'The past is a foreign country' wrote L.P. Hartley, 'they do things differently there'. And they certainly do. Or did. Madonna for example. In 1985, Madonna sang 'Into The Groove' at the Philadelphia Live Aid concert and I can remember it more clearly than I can recall my drive to work this morning. As a rather cynical and musically pretentious teen, could I have possibly imagined Madonna would be still a major star and singing the same song (but in a more risqué outfit) at age 50? Not on your life.
Thanks to the wonders of You Tube, I have recently watched that 1985 performance again and then, immediately afterwards, compared it with some bootleg footage of her performing the same song in a red mini skirt while skipping a rope on her latest 'Sticky and Sweet' tour. The latter is technically solid, note perfect and choreographed to the nth degree. It's also one of the most ludicrously unsexy, contrived and tombstone stilted things I have ever seen. In fact, the complete antithesis of everything that made 'Into The Groove' such a great song in the first place.
And it is a great song; 'Into The Groove' distils the whole essence of the (then) vibrant contemporary New York club scene into four minutes of neon lit brilliance and beamed it direct into every two bit nightclub in the land. A breathless celebration of the simple pleasures of youth, the song sets its stall out early with Madonna's playful spoken 'you can dance', though as soon as it starts up it's obvious the invitation isn't necessary because there's no doubt as to what you're meant to be doing to this. And by dance, I mean dance. The deceptively simple tune masks a fiendishly twisting rhythm that needs more than a causal shuffle from side to side to do it justice and it's one best performed by young bones.
Which in turn is why when I say 'youth', I don't mean the young at heart - youth proper. When Madonna sings 'Boy you've got to prove your love to me' she means boy, not some middle age bloke sucking in his gut over his too tight Farah's down at the local club after closing time. Which is ironic considering Madonna herself was 26 when she recorded this though you'd never have guessed it. Not middle aged certainly, but not in the first flush of youth either, and yet her enthusiasm and kooky girl next door persona lets her get away with it; in 1985, Madonna was not so distant and removed that you could hear lines like:
"Live out your fantasy here with me
Just let the music set you free
Touch my body, and move in time"
and not feel you were in with a chance. And the basic honesty is an important element in the appeal of the song both lyrically and musically. There is nothing superfluous about 'Into The Groove'; there are no unnecessary samples or overdubs to clutter up the clean groove. Madonna's vocal throws a lasso around the house/dance/pop dance backing, turning a dance track into a dance song.

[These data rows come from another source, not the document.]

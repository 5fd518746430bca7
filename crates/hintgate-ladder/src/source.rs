//! Ladder source assets.
//!
//! A source asset is a JSON file of authored ladders:
//!
//! ```json
//! { "ladders": [ { "challenge_key": "select-1", "hints": ["...", "..."] } ] }
//! ```
//!
//! Its `raw_sha256` is taken over the exact bytes read, in the same read that
//! feeds the parser.

use crate::artifact::SourceAsset;
use crate::error::LadderError;
use hintgate_kernel::{SourceRef, sha256_hex};
use serde::Deserialize;
use std::fs;

#[derive(Debug, Clone, PartialEq, Eq, Deserialize)]
#[serde(deny_unknown_fields)]
pub struct SourceLadder {
    pub challenge_key: String,
    pub hints: Vec<String>,
}

#[derive(Debug, Deserialize)]
#[serde(deny_unknown_fields)]
struct SourceFile {
    ladders: Vec<SourceLadder>,
}

/// A source asset's identity, integrity digest, and parsed ladders.
#[derive(Debug, Clone, PartialEq, Eq)]
pub struct LoadedSource {
    pub asset: SourceAsset,
    pub ladders: Vec<SourceLadder>,
}

/// Hash and parse one asset's bytes.
pub fn parse_source(asset_id: &str, bytes: &[u8]) -> Result<LoadedSource, LadderError> {
    let file: SourceFile =
        serde_json::from_slice(bytes).map_err(|source| LadderError::ParseSource {
            asset_id: asset_id.to_string(),
            source,
        })?;
    Ok(LoadedSource {
        asset: SourceAsset {
            asset_id: asset_id.to_string(),
            raw_sha256: sha256_hex(bytes),
        },
        ladders: file.ladders,
    })
}

/// Read one configured asset from disk.
pub fn load_source(source: &SourceRef) -> Result<LoadedSource, LadderError> {
    let bytes = fs::read(&source.path).map_err(|err| LadderError::Read {
        path: source.path.display().to_string(),
        source: err,
    })?;
    let loaded = parse_source(&source.asset_id, &bytes)?;
    tracing::debug!(
        asset_id = %loaded.asset.asset_id,
        raw_sha256 = %loaded.asset.raw_sha256,
        ladders = loaded.ladders.len(),
        "ladder source read"
    );
    Ok(loaded)
}

#[cfg(test)]
mod tests {
    use super::*;

    #[test]
    fn digest_covers_raw_bytes_including_whitespace() {
        let compact = br#"{"ladders":[]}"#;
        let spaced = b"{ \"ladders\": [] }\n";
        let a = parse_source("a.json", compact).expect("compact parses");
        let b = parse_source("a.json", spaced).expect("spaced parses");
        assert_eq!(a.ladders, b.ladders);
        assert_ne!(a.asset.raw_sha256, b.asset.raw_sha256);
        assert_eq!(a.asset.raw_sha256, sha256_hex(compact));
    }

    #[test]
    fn unknown_fields_are_rejected() {
        let err = parse_source("a.json", br#"{"ladders":[],"extra":1}"#)
            .expect_err("unknown field must fail");
        assert!(err.to_string().contains("a.json"));
    }

    #[test]
    fn hints_keep_authored_order() {
        let loaded = parse_source(
            "a.json",
            br#"{"ladders":[{"challenge_key":"k","hints":["first","second","third"]}]}"#,
        )
        .expect("parses");
        assert_eq!(loaded.ladders[0].hints, vec!["first", "second", "third"]);
    }
}
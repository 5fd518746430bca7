//! # hintgate-gate
//!
//! Replay and regression gating for hint policy decisions.
//!
//! - `replay`: deterministic replay of a learner fixture into a decision
//!   trace plus a policy-only checksum
//! - `parity`: first divergence between two traces
//! - `baseline`: the persisted digest baseline and its two I/O operations
//! - `gate`: the check/update state machine over all of the above

pub mod baseline;
pub mod error;
pub mod gate;
pub mod harness;
pub mod inputs;
pub mod parity;
pub mod replay;

pub use baseline::{
    BASELINE_SCHEMA_VERSION, DigestBaseline, ExpectedOutput, load_baseline, write_baseline,
};
pub use error::GateError;
pub use gate::{
    GateMode, GateReport, GateVerdict, InputChange, build_baseline, compare_input_digests,
    compare_versions, evaluate, run_gate,
};
pub use harness::HarnessCommand;
pub use inputs::{
    POLICY_LOGIC_VERSIONS, compute_input_digests, current_input_digests, policy_logic_digest,
};
pub use parity::{TraceDivergence, compare_traces};
pub use replay::{
    Attempt, DEFAULT_MAX_HINT_LEVEL, DecisionEvent, Fixture, HarnessOutput, POLICY_FIELDS,
    REPLAY_HARNESS_VERSION, REPLAY_POLICY_SEMANTICS_VERSION, SQL_ENGAGE_POLICY_VERSION,
    load_fixture, load_harness_output, policy_only_checksum, replay_from_config, run_replay,
    write_harness_output,
};
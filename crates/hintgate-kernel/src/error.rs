//! Configuration errors.

/// Errors loading or validating `hintgate.toml`.
///
/// All of these are fatal: the process exits non-zero with the message,
/// which names the offending file and key.
#[derive(Debug, thiserror::Error)]
pub enum ConfigError {
    #[error("failed to read config {path}: {source}")]
    Read {
        path: String,
        #[source]
        source: std::io::Error,
    },

    #[error("invalid toml at {path}: {source}")]
    Parse {
        path: String,
        #[source]
        source: toml::de::Error,
    },

    #[error("invalid config {path}: {message}")]
    Invalid { path: String, message: String },
}
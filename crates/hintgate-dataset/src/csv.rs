//! Quoted, comma-delimited records.
//!
//! The dialect is RFC 4180-like: a `"` toggles quoting, a doubled `""` inside
//! a quoted run is one literal quote, and commas or newlines inside quotes are
//! field content. Splitting a line on `,` is wrong for this data and is never
//! done here.

use crate::error::DatasetError;

/// One logical record and the physical line it started on (1-based).
#[derive(Debug, Clone, PartialEq, Eq)]
pub struct Record {
    pub line: usize,
    pub fields: Vec<String>,
}

/// Split `text` into records, skipping blank lines.
///
/// Line numbers count physical lines, so a record after a blank line or
/// after a multi-line quoted field keeps its position in the source file.
pub fn read_records(text: &str) -> Result<Vec<Record>, DatasetError> {
    let text = text.strip_prefix('\u{feff}').unwrap_or(text);
    let mut records = Vec::new();
    let mut builder = RecordBuilder::new(1);
    let mut line = 1usize;
    let mut in_quotes = false;
    let mut chars = text.chars().peekable();

    while let Some(ch) = chars.next() {
        if in_quotes {
            match ch {
                '"' if chars.peek() == Some(&'"') => {
                    chars.next();
                    builder.current.push('"');
                }
                '"' => in_quotes = false,
                '\r' if chars.peek() == Some(&'\n') => {}
                '\n' => {
                    line += 1;
                    builder.current.push('\n');
                }
                _ => builder.current.push(ch),
            }
            continue;
        }

        match ch {
            '"' => {
                in_quotes = true;
                builder.quoted = true;
            }
            ',' => builder.end_field(),
            '\r' if chars.peek() == Some(&'\n') => {}
            '\n' => {
                builder.finish_into(&mut records);
                line += 1;
                builder = RecordBuilder::new(line);
            }
            _ => builder.current.push(ch),
        }
    }

    if in_quotes {
        return Err(DatasetError::UnterminatedQuote {
            line: builder.start_line,
        });
    }
    builder.finish_into(&mut records);
    Ok(records)
}

struct RecordBuilder {
    start_line: usize,
    fields: Vec<String>,
    current: String,
    quoted: bool,
}

impl RecordBuilder {
    fn new(start_line: usize) -> Self {
        Self {
            start_line,
            fields: Vec::new(),
            current: String::new(),
            quoted: false,
        }
    }

    fn end_field(&mut self) {
        self.fields.push(std::mem::take(&mut self.current));
    }

    fn is_blank(&self) -> bool {
        self.fields.is_empty() && !self.quoted && self.current.trim().is_empty()
    }

    fn finish_into(mut self, records: &mut Vec<Record>) {
        if self.is_blank() {
            return;
        }
        self.end_field();
        records.push(Record {
            line: self.start_line,
            fields: self.fields,
        });
    }
}
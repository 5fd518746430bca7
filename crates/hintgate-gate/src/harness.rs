//! Replay harness subprocess.
//!
//! The gate regenerates its live output by running the harness as a child
//! process. A non-zero exit aborts the gate and its code is handed back
//! unchanged; there is no retry.

use crate::error::GateError;
use hintgate_kernel::HintgateConfig;
use std::io::Write;
use std::path::{Path, PathBuf};
use std::process::Command;

#[derive(Debug, Clone, PartialEq, Eq)]
pub struct HarnessCommand {
    argv: Vec<String>,
}

impl HarnessCommand {
    pub fn new(argv: Vec<String>) -> Self {
        Self { argv }
    }

    /// `gate.harness_command` when configured, else `<exe> replay-harness
    /// --config <config>` with `exe` being the running binary.
    pub fn for_config(config: &HintgateConfig, exe: &Path) -> Self {
        if let Some(argv) = &config.gate.harness_command {
            return Self::new(argv.clone());
        }
        let config_path = std::path::absolute(&config.config_path)
            .unwrap_or_else(|_| config.config_path.clone());
        Self::new(vec![
            exe.display().to_string(),
            "replay-harness".to_string(),
            "--config".to_string(),
            config_path.display().to_string(),
        ])
    }

    pub fn argv(&self) -> &[String] {
        &self.argv
    }

    pub fn display(&self) -> String {
        self.argv.join(" ")
    }

    /// Run to completion in `cwd`. The child's stdout is discarded after
    /// logging; its stderr is passed through so failures stay diagnosable.
    pub fn run(&self, cwd: &Path) -> Result<(), GateError> {
        let command = self.display();
        let Some((program, args)) = self.argv.split_first() else {
            return Err(GateError::HarnessSpawn {
                command,
                source: std::io::Error::new(
                    std::io::ErrorKind::InvalidInput,
                    "harness command is empty",
                ),
            });
        };

        tracing::info!(command = %command, cwd = %cwd.display(), "running replay harness");
        let output = Command::new(resolve_program(program, cwd))
            .args(args)
            .current_dir(cwd)
            .output()
            .map_err(|source| GateError::HarnessSpawn {
                command: command.clone(),
                source,
            })?;

        if !output.stderr.is_empty() {
            let _ = std::io::stderr().write_all(&output.stderr);
        }
        tracing::debug!(
            stdout = %String::from_utf8_lossy(&output.stdout).trim(),
            "replay harness stdout"
        );

        if output.status.success() {
            Ok(())
        } else {
            Err(GateError::HarnessFailed {
                command,
                code: output.status.code(),
            })
        }
    }
}

/// Relative program paths containing a separator resolve against `cwd`;
/// bare names are left for `PATH` lookup.
fn resolve_program(program: &str, cwd: &Path) -> PathBuf {
    let path = PathBuf::from(program);
    if path.is_relative() && path.components().count() > 1 {
        cwd.join(path)
    } else {
        path
    }
}
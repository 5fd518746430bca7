use crate::support::{emit_error, load_config_or_exit, load_dataset_or_exit, render_json_payload};
use hintgate_dataset::{STABLE_HASH_VERSION, select_row};
use serde_json::json;

pub fn run(label: String, seed: String, config: String, json_output: bool) {
    let config = load_config_or_exit(&config);
    let (index, canonicalizer) = load_dataset_or_exit(&config);
    let resolution = canonicalizer.canonicalize(&label);
    let subtype = resolution.subtype();

    // A canonicalizer built for this index only yields subtypes it holds.
    let row = select_row(&index, subtype, &seed).unwrap_or_else(|| {
        emit_error(format!("dataset has no rows for canonical subtype {subtype:?}"))
    });

    if json_output {
        render_json_payload(&json!({
            "input": label,
            "subtype": subtype,
            "fallback": resolution.is_fallback(),
            "seed": seed,
            "stable_hash_version": STABLE_HASH_VERSION,
            "candidates": index.rows_for(subtype).len(),
            "row": row,
        }));
    } else {
        println!(
            "[select-row] {subtype} seed={seed} -> {} (candidates={})",
            row.row_id,
            index.rows_for(subtype).len()
        );
        println!("  query: {}", row.query);
    }
}
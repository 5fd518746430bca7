//! Whole-file replacement for derived artifacts.

use serde::Serialize;
use std::ffi::OsString;
use std::fs::{self, File};
use std::io::{self, Write};
use std::path::{Path, PathBuf};
use std::time::{SystemTime, UNIX_EPOCH};

/// Pretty JSON with a trailing newline, the on-disk form of every artifact.
pub fn render_pretty_json<T: Serialize>(value: &T) -> Result<String, serde_json::Error> {
    let mut rendered = serde_json::to_string_pretty(value)?;
    rendered.push('\n');
    Ok(rendered)
}

/// Replace `path` with `bytes` via a sibling temp file and rename.
///
/// Prior content is never appended to or merged with. Parent directories are
/// created on demand.
pub fn write_atomic(path: impl AsRef<Path>, bytes: &[u8]) -> io::Result<()> {
    let path = path.as_ref();
    if let Some(parent) = path.parent()
        && !parent.as_os_str().is_empty()
    {
        fs::create_dir_all(parent)?;
    }

    let tmp_path = tmp_write_path(path);
    let write_result = (|| -> io::Result<()> {
        let mut file = File::create(&tmp_path)?;
        file.write_all(bytes)?;
        file.sync_all()
    })();

    if let Err(error) = write_result {
        let _ = fs::remove_file(&tmp_path);
        return Err(error);
    }

    fs::rename(&tmp_path, path).inspect_err(|_| {
        let _ = fs::remove_file(&tmp_path);
    })
}

fn tmp_write_path(path: &Path) -> PathBuf {
    let unique = SystemTime::now()
        .duration_since(UNIX_EPOCH)
        .unwrap_or_default()
        .as_nanos();
    let mut tmp: OsString = path.as_os_str().to_os_string();
    tmp.push(format!(".tmp.{}.{}", std::process::id(), unique));
    PathBuf::from(tmp)
}
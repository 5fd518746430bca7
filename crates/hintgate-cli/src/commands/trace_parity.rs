use crate::support::{EXIT_REJECTED, emit_error, load_config_or_exit, render_json_payload};
use hintgate_gate::{HarnessOutput, compare_traces, load_harness_output, replay_from_config};
use serde_json::json;

pub fn run(left: String, right: Option<String>, config: String, json_output: bool) {
    let left_output = load_harness_output(&left).unwrap_or_else(|error| emit_error(error));
    let (right_label, right_output): (String, HarnessOutput) = match right {
        Some(path) => {
            let output = load_harness_output(&path).unwrap_or_else(|error| emit_error(error));
            (path, output)
        }
        None => {
            let config = load_config_or_exit(&config);
            let output = replay_from_config(&config).unwrap_or_else(|error| emit_error(error));
            ("<live replay>".to_string(), output)
        }
    };

    let divergence = compare_traces(&left_output.decision_trace, &right_output.decision_trace);

    if json_output {
        render_json_payload(&json!({
            "result": if divergence.is_none() { "accepted" } else { "rejected" },
            "left": left,
            "right": right_label,
            "events": left_output.decision_trace.len(),
            "divergence": divergence,
        }));
    } else {
        match &divergence {
            None => println!(
                "[trace-parity] OK (events={}, checksum={})",
                left_output.decision_trace.len(),
                left_output.policy_only_checksum_sha256
            ),
            Some(divergence) => println!("[trace-parity] FAIL ({divergence})"),
        }
    }

    if divergence.is_some() {
        std::process::exit(EXIT_REJECTED);
    }
}
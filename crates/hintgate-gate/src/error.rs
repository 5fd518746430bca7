//! Gate and replay errors.
//!
//! Verdicts are not errors: a drifted checksum is `GateVerdict::Fail`. These
//! variants cover everything that prevents reaching a verdict at all.

use hintgate_dataset::DatasetError;
use hintgate_kernel::ConfigError;
use hintgate_ladder::LadderError;

#[derive(Debug, thiserror::Error)]
pub enum GateError {
    #[error(transparent)]
    Config(#[from] ConfigError),

    #[error(transparent)]
    Dataset(#[from] DatasetError),

    #[error(transparent)]
    Ladder(#[from] LadderError),

    #[error("failed to read {path}: {source}")]
    ReadFile {
        path: String,
        #[source]
        source: std::io::Error,
    },

    #[error("invalid json at {path}: {source}")]
    ParseJson {
        path: String,
        #[source]
        source: serde_json::Error,
    },

    #[error(
        "no dataset row for subtype {subtype:?} (problem {problem_id}, attempt {attempt}); \
         the index must serve every canonical subtype"
    )]
    NoRowForSubtype {
        subtype: String,
        problem_id: String,
        attempt: usize,
    },

    #[error(
        "digest baseline not found at {path}; run `hintgate checksum-gate --mode update` \
         to record one"
    )]
    BaselineMissing { path: String },

    #[error(
        "digest baseline {path} has schema_version {found}, expected {expected}; \
         regenerate it with `hintgate checksum-gate --mode update`"
    )]
    BaselineSchema {
        path: String,
        found: u32,
        expected: u32,
    },

    #[error("failed to start replay harness `{command}`: {source}")]
    HarnessSpawn {
        command: String,
        #[source]
        source: std::io::Error,
    },

    /// The harness ran and exited non-zero. `code` is `None` when it was
    /// terminated by a signal.
    #[error("replay harness `{command}` exited with {}", describe_exit(.code))]
    HarnessFailed { command: String, code: Option<i32> },

    #[error("failed to render json: {0}")]
    Render(#[source] serde_json::Error),

    #[error("failed to write {path}: {source}")]
    Write {
        path: String,
        #[source]
        source: std::io::Error,
    },
}

impl GateError {
    /// Exit code the CLI should forward: the harness's own code when it
    /// failed, otherwise `None`.
    pub fn forwarded_exit_code(&self) -> Option<i32> {
        match self {
            Self::HarnessFailed { code, .. } => Some(code.unwrap_or(1)),
            _ => None,
        }
    }
}

fn describe_exit(code: &Option<i32>) -> String {
    match code {
        Some(code) => format!("status {code}"),
        None => "a signal".to_string(),
    }
}

#[cfg(test)]
mod tests {
    use super::*;

    #[test]
    fn harness_failure_forwards_its_code() {
        let err = GateError::HarnessFailed {
            command: "replay".into(),
            code: Some(7),
        };
        assert_eq!(err.forwarded_exit_code(), Some(7));
        assert!(err.to_string().contains("status 7"));
    }

    #[test]
    fn signal_terminated_harness_maps_to_one() {
        let err = GateError::HarnessFailed {
            command: "replay".into(),
            code: None,
        };
        assert_eq!(err.forwarded_exit_code(), Some(1));
        assert!(err.to_string().ends_with("a signal"));
    }

    #[test]
    fn missing_baseline_message_names_the_remedy() {
        let err = GateError::BaselineMissing {
            path: "fixtures/baseline.json".into(),
        };
        assert!(err.to_string().contains("--mode update"));
        assert_eq!(err.forwarded_exit_code(), None);
    }
}
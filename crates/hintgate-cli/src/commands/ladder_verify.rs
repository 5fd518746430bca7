use crate::commands::ladder_convert::ladder_exit_code;
use crate::support::{EXIT_ERROR, EXIT_REJECTED, load_config_or_exit, render_json_payload};
use hintgate_ladder::{InProcessConverter, VerifyFailure, verify_idempotency};
use serde_json::json;

fn failure_exit_code(failure: &VerifyFailure) -> i32 {
    match failure {
        VerifyFailure::Converter { source, .. } => ladder_exit_code(source),
        VerifyFailure::ReadOutput { .. } | VerifyFailure::Parse(_) => EXIT_ERROR,
        _ if failure.is_integrity_failure() => EXIT_REJECTED,
        _ => EXIT_ERROR,
    }
}

pub fn run(config: String, json_output: bool) {
    let config = load_config_or_exit(&config);
    let mut converter =
        InProcessConverter::new(config.ladder.sources.clone(), config.ladder.output.clone());

    match verify_idempotency(&mut converter, &config.ladder.output) {
        Ok(report) => {
            if json_output {
                render_json_payload(&json!({
                    "result": "accepted",
                    "report": report,
                }));
            } else {
                println!(
                    "[ladder-verify] OK (sha256={}, challenges={}, runs=2)",
                    report.output_sha256, report.unique_challenge_keys
                );
            }
        }
        Err(failure) => {
            if json_output {
                let violation = match &failure {
                    VerifyFailure::Invariant(violation) => serde_json::to_value(violation).ok(),
                    _ => None,
                };
                render_json_payload(&json!({
                    "result": "rejected",
                    "error": failure.to_string(),
                    "violation": violation,
                }));
            } else {
                println!("[ladder-verify] FAIL ({failure})");
            }
            std::process::exit(failure_exit_code(&failure));
        }
    }
}
//! Event-by-event comparison of two replay traces on policy fields.

use crate::replay::{DecisionEvent, POLICY_FIELDS};
use serde::Serialize;
use serde_json::Value;

#[derive(Debug, Clone, PartialEq, Eq, Serialize)]
#[serde(tag = "kind", rename_all = "snake_case")]
pub enum TraceDivergence {
    Length {
        left: usize,
        right: usize,
    },
    Field {
        index: usize,
        field: String,
        left: Value,
        right: Value,
    },
}

impl std::fmt::Display for TraceDivergence {
    fn fmt(&self, f: &mut std::fmt::Formatter<'_>) -> std::fmt::Result {
        match self {
            Self::Length { left, right } => {
                write!(f, "trace lengths differ (left={left}, right={right})")
            }
            Self::Field {
                index,
                field,
                left,
                right,
            } => write!(f, "event {index} differs on {field}: {left} != {right}"),
        }
    }
}

/// First divergence between `left` and `right`, or `None` when they agree.
///
/// Shared prefixes are compared before lengths, so a trace that diverges
/// early reports the field rather than the length.
pub fn compare_traces(left: &[DecisionEvent], right: &[DecisionEvent]) -> Option<TraceDivergence> {
    for (index, (a, b)) in left.iter().zip(right).enumerate() {
        let (a, b) = (a.policy_value(), b.policy_value());
        for field in POLICY_FIELDS {
            let (lv, rv) = (&a[field], &b[field]);
            if lv != rv {
                return Some(TraceDivergence::Field {
                    index,
                    field: field.to_string(),
                    left: lv.clone(),
                    right: rv.clone(),
                });
            }
        }
    }
    (left.len() != right.len()).then(|| TraceDivergence::Length {
        left: left.len(),
        right: right.len(),
    })
}
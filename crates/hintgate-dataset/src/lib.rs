//! # hintgate-dataset
//!
//! The curated error-example dataset and the two lookups the tutoring policy
//! makes against it on every decision.
//!
//! ```text
//! raw CSV ──parse_dataset──▶ SubtypeIndex ──canonical set──▶ Canonicalizer
//!                                 │                              │
//!                                 └──────── select_row ◀─────────┘
//!                                      (subtype, seed) → row id
//! ```
//!
//! Selection is a pure function of dataset bytes, subtype and seed. There is
//! no clock, no RNG, and no hash-map iteration anywhere on that path.

pub mod canonical;
pub mod csv;
pub mod error;
pub mod index;
pub mod select;

pub use canonical::{AliasTable, Canonicalizer, Resolution, canonicalize, normalize_label};
pub use error::DatasetError;
pub use index::{
    DatasetRow, ERROR_SUBTYPE_COLUMN, QUERY_COLUMN, SubtypeIndex, load_index, parse_dataset,
};
pub use select::{STABLE_HASH_VERSION, select_row, stable_hash};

Madonna was never any great shakes in the vocal stakes and the high notes here crack like thin ice, but it's hard to imagine anyone doing a better job. Her girlish, lost in the music delivery never shuts up, never pauses for breath and it expresses a joy that's infectious, from the heart and genuine in a way that she could only manage before she started acting out the role of Madonna (TM).
With a self penned, self produced number one single that soundtracked a more than credible acting performance in a major movie, it seemed at this moment in time Madonna had the whole world at her feet. And it's a world that she would go on to conquer, but it would be a campaign that would lurch from disaster to triumph and back again via a series of ill advised projects that, because she always had one eye her PR rather than her muse, meant she dropped the ball far more often than she caught it.
The music would become a secondary concern to stage management, image and the constant need for re-invention - you only have to compare her loose and unselfconscious performance on that stage in Philadelphia with her later performances where she behaved in the way she though 'Madonna' should behave to appreciate what 'Into The Groove' had and how it was lost once an overegged dance routine was bolted on to every note in a 'look, I can still cut it' way but which only serves to make a mockery of the 'Only when I'm dancing can I feel this free' message.
And that's not to blame Madonna for getting older. To blame her for no longer sounding young and fresh would be like having a pop at Muhammad Ali for not being world champion anymore. It wouldn't be fair. But in truth the Madonna of 'Into The Groove' didn't stick around for long. She was gone by the next album and in her place came an amorphous figure who, in trying to build on what she had in the beginning, ended up instead knocking it flat and concreting over it. Never again would Madonna sound so effortless, so unforced and so like she was enjoying herself.